Tombstone’s true grit

Review of ‘Epitaph: A Novel of the O.K. Corral’ by Mary Doria Russell.

 

Epitaph: A Novel of The O.K. Corral
Mary Doria Russell
592 pages,
Hardcover: $27.99.
Ecco, 2015.

Every day in Tombstone, Arizona, actors recreate the famous gunfight of October 1881, when the Earp brothers — Virgil, Morgan and the legendary Wyatt — along with their friend, Doc Holliday, confronted a gang of local troublemakers known as the “Cow Boys,” in a shootout that wounded several and left three dead. The battle lasted a mere 30 seconds, though in modern cinematic slow-motion it goes on forever. In Epitaph, Mary Doria Russell goes beyond the bloody melodrama, turning painstaking historical research into an absorbing 600-page novel that seeks to understand these men and the context in which they lived and fought. Russell writes of the participants, “Whether you live another five minutes or another fifty years, those awful thirty seconds will become a private eclipse of the sun, darkening every moment left to you.”

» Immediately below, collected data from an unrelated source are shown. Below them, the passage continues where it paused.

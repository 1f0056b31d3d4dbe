//! Loudness normalization to a fixed target
//!
//! A single static gain derived from the gated estimate, followed by a hard
//! clip. There is no limiter: material that would need more headroom than it
//! has is clipped.

use crate::analyzer::measure_loudness;
use crate::error::Result;
use review_core::AudioSample;
use tracing::debug;

/// Target loudness in LUFS
pub const TARGET_LUFS: f64 = -18.0;

/// Brings clips to a target loudness
#[derive(Debug, Clone, Copy, PartialEq)]
pub struct LoudnessNormalizer {
    target_lufs: f64,
}

impl LoudnessNormalizer {
    /// Normalizer for [`TARGET_LUFS`]
    pub fn new() -> Self {
        Self {
            target_lufs: TARGET_LUFS,
        }
    }

    /// Normalizer for a different target
    pub fn with_target(target_lufs: f64) -> Self {
        Self { target_lufs }
    }

    /// Target loudness in LUFS
    pub fn target_lufs(&self) -> f64 {
        self.target_lufs
    }

    /// Linear gain that moves `current_lufs` to the target
    pub fn gain_for(&self, current_lufs: f64) -> f64 {
        10f64.powf((self.target_lufs - current_lufs) / 20.0)
    }

    /// Scale every channel of `input` and clip to [-1, 1]
    ///
    /// The gain is measured on `input` itself, so a second pass over an
    /// already normalized clip is (nearly) a no-op.
    pub fn normalize(&self, input: &AudioSample) -> Result<AudioSample> {
        let current = measure_loudness(input);
        let gain = self.gain_for(current) as f32;

        let output = input.map_channels(|channel| {
            channel.iter().map(|&s| (s * gain).clamp(-1.0, 1.0)).collect()
        })?;

        debug!(
            lufs = current,
            target = self.target_lufs,
            gain = f64::from(gain),
            "Normalized loudness"
        );

        Ok(output)
    }
}

impl Default for LoudnessNormalizer {
    fn default() -> Self {
        Self::new()
    }
}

Russell ended her terrific 2011 novel, Doc, before Holliday’s brief stint in Tombstone, largely because she felt the O.K. Corral overshadowed the rest of a remarkable life. But now Russell carries forward Doc’s story, as he is increasingly incapacitated by tuberculosis and seldom able to practice his chosen profession, dentistry. As Russell tells it, in fact, Doc first comes to Tombstone in 1880 as a special favor in order to tend Wyatt Earp’s toothache. Russell vividly depicts Holliday’s suffering, both physical and mental: A man whose reputation as an outlaw gunslinger becomes increasingly ridiculous as his strength wanes.

Holliday was the main focus of Doc, but dozens of distinctive characters populate Epitaph, a story that Russell tells with omniscient aplomb. One standout character is Josephine Marcus, the daughter of a San Francisco Jewish baker who ran away as a teenager to become an actress. She winds up living with Johnny Behan, eventual sheriff of Cochise County, Arizona, a man determined to further his political career by any means necessary, including exploiting the violence plaguing Tombstone. Behan discreetly allies himself with the Cow Boys, thereby rousing Wyatt Earp’s ire and eventually estranging Marcus, who becomes Earp’s lover.

Epitaph shows how a single bloody skirmish in the streets — a rare occurrence historically — becomes the mythic model of daily life in Western frontier towns. Russell ably evokes this epic myth, which continues to fuel our imagination, but what she really excels at is immersing readers in the reality of life in the early 1880s — the clashing tempers and political factions of people striving for power, fortune or at least a toehold in life amid the day-to-day grit of a rugged desert outpost.